I will offer you the new My Little Pony TV series, actually, as a very good example of this sort of “New Cute” storytelling. The first episode, part 1 of the 2 part introduction, is free through iTunes, or you can see it on various YouTube sites such as http://www.youtube.com/watch?v=JeJ6-gN0eB4
That Annoying Mike Guy
I’ll take a look at it. I’m a big fan of Totoro, Power Puff Girls and Hello Kitty. I didn’t know there was a “new cute”!
I get up on:
My soapbox and write about the “New Cute” occasionally – http://www.strangehorizons.com/reviews/2010/01/love_puppets_an.shtml for instance. Also, this new Pony series is being done by several women who wrote for Powerpuff Girls: Lauren Faust is the overall series creator and Amy Keating Rogers wrote several of the first season episodes. I’ve officially become hooked on the show, myself.
Mike Again
Great article… don’t have time tonight to read all the links, but Love Puppets was awesome! I’m not really pro- or anti- furry, I could read the same thing with people instead of animals, but I LOVE slice-of-life stories. Quite fine!
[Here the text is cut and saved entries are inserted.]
fn slug(s: &str) -> String {
    s.trim()
        .to_lowercase()
        .chars()
        .map(|c| if c.is_ascii_alphanumeric() { c } else { '_' })
        .collect()
}

#[derive(Debug, Clone)]
enum ScopeMode {
    /// Complete once the request has this many words, or the user answered a question.
    Heuristic { min_words: usize },
    Complete(Vec<String>),
    Clarify,
    Fail(String),
}

/// Scope clarifier with a fixed decision.
#[derive(Debug, Clone)]
pub struct ScriptedScope {
    mode: ScopeMode,
}

impl ScriptedScope {
    /// Offline default: short requests get clarifying questions.
    pub fn heuristic() -> Self {
        Self {
            mode: ScopeMode::Heuristic { min_words: 4 },
        }
    }

    pub fn complete(sub_topics: &[&str]) -> Self {
        Self {
            mode: ScopeMode::Complete(sub_topics.iter().map(|s| s.to_string()).collect()),
        }
    }

    pub fn needs_clarification() -> Self {
        Self {
            mode: ScopeMode::Clarify,
        }
    }

    pub fn failing(message: &str) -> Self {
        Self {
            mode: ScopeMode::Fail(message.to_string()),
        }
    }

    fn sub_topics_for(&self, user_query: &str) -> Vec<String> {
        if let ScopeMode::Complete(topics) = &self.mode {
            return topics.clone();
        }
        let parts: Vec<String> = user_query
            .split(|c| c == ',' || c == ';')
            .flat_map(|p| p.split(" and "))
            .flat_map(|p| p.split(" vs "))
            .map(|p| p.trim().trim_end_matches('?').to_string())
            .filter(|p| !p.is_empty())
            .collect();
        if parts.len() > 1 {
            parts
        } else {
            vec![
                format!("{}: background", user_query.trim()),
                format!("{}: current evidence", user_query.trim()),
            ]
        }
    }
}

#[async_trait]
impl ScopeClarifier for ScriptedScope {
    async fn check_completion(
        &self,
        user_query: &str,
        history: &[Message],
    ) -> Result<ScopeCheck, CollaboratorError> {
        let is_complete = match &self.mode {
            ScopeMode::Heuristic { min_words } => {
                user_query.split_whitespace().count() >= *min_words
                    || history.iter().any(|m| m.role == Role::User)
            }
            ScopeMode::Complete(_) => true,
            ScopeMode::Clarify => false,
            ScopeMode::Fail(message) => return Err(CollaboratorError::Permanent(message.clone())),
        };
        Ok(ScopeCheck {
            is_complete,
            reasoning: if is_complete {
                "request is specific enough".into()
            } else {
                "request is too broad".into()
            },
        })
    }

    async fn clarification_questions(
        &self,
        user_query: &str,
        _history: &[Message],
    ) -> Result<Clarification, CollaboratorError> {
        if let ScopeMode::Fail(message) = &self.mode {
            return Err(CollaboratorError::Permanent(message.clone()));
        }
        Ok(Clarification {
            context: format!("To research \"{}\" well I need a bit more detail.", user_query.trim()),
            questions: vec![
                "Which aspects matter most to you?".into(),
                "Is there a time period or region to focus on?".into(),
            ],
        })
    }

    async fn generate_brief(
        &self,
        user_query: &str,
        history: &[Message],
    ) -> Result<ResearchBrief, CollaboratorError> {
        if let ScopeMode::Fail(message) = &self.mode {
            return Err(CollaboratorError::Permanent(message.clone()));
        }
        let answers: Vec<&str> = history
            .iter()
            .filter(|m| m.role == Role::User)
            .map(|m| m.content.as_str())
            .collect();
        let mut constraints = std::collections::BTreeMap::new();
        if !answers.is_empty() {
            constraints.insert("clarifications".to_string(), serde_json::json!(answers));
        }
        Ok(ResearchBrief {
            scope: user_query.trim().to_string(),
            sub_topics: self.sub_topics_for(user_query),
            constraints,
            deliverables: "A cited markdown report".into(),
            format: None,
            enabled_sources: Vec::new(),
        })
    }
}

/// Gap analyzer that plays a script, then falls back to a simple planner.
///
/// Fallback: plan one task per sub-topic on the first turn; afterwards keep the
/// loop open while tasks are pending, then declare the research complete.
#[derive(Default)]
pub struct ScriptedGapAnalyzer {
    script: Mutex<VecDeque<Result<GapAnalysis, CollaboratorError>>>,
    always_gaps: bool,
    calls: AtomicUsize,
}

impl ScriptedGapAnalyzer {
    pub fn scripted(script: Vec<Result<GapAnalysis, CollaboratorError>>) -> Self {
        Self {
            script: Mutex::new(script.into()),
            ..Default::default()
        }
    }

    /// Never satisfied and never plans anything; the budget has to stop the loop.
    pub fn always_gaps() -> Self {
        Self {
            always_gaps: true,
            ..Default::default()
        }
    }

    pub fn calls(&self) -> usize {
        self.calls.load(Ordering::SeqCst)
    }

    fn plan(&self, context: &GapContext) -> GapAnalysis {
        if self.always_gaps {
            return GapAnalysis {
                has_gaps: true,
                is_complete: false,
                gaps_identified: vec!["more evidence needed".into()],
                new_tasks: Vec::new(),
                reasoning: "still incomplete".into(),
            };
        }
        if context.first_turn {
            let new_tasks = context
                .brief
                .sub_topics
                .iter()
                .map(|topic| {
                    Task::new(
                        format!("task_{}", slug(topic)),
                        topic.clone(),
                        format!("{} ({})", topic, context.brief.scope),
                        1,
                        Requester::Supervisor,
                    )
                })
                .collect::<Vec<_>>();
            return GapAnalysis {
                has_gaps: true,
                is_complete: false,
                gaps_identified: context.brief.sub_topics.clone(),
                new_tasks,
                reasoning: "initial plan from the brief's sub-topics".into(),
            };
        }
        if !context.pending.is_empty() {
            return GapAnalysis {
                reasoning: format!("{} tasks still pending", context.pending.len()),
                ..Default::default()
            };
        }
        GapAnalysis {
            has_gaps: false,
            is_complete: true,
            reasoning: format!("{} findings cover the brief", context.total_findings),
            ..Default::default()
        }
    }
}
My parents’ most negative review of any work was, “Too much sad middle. Louder and funnier, please.” This is also how I feel. I don’t need any drug addled teens careening into senseless self destruction as their parents cover their abuse with a veneer of suburban banality, thank you very much. Next time, pull out your Mary Tyler Moore Show DVDs.
Yes, Mary always turns my world on with her smile! I also do Star Trek TNG to recover from upsetting media encounters.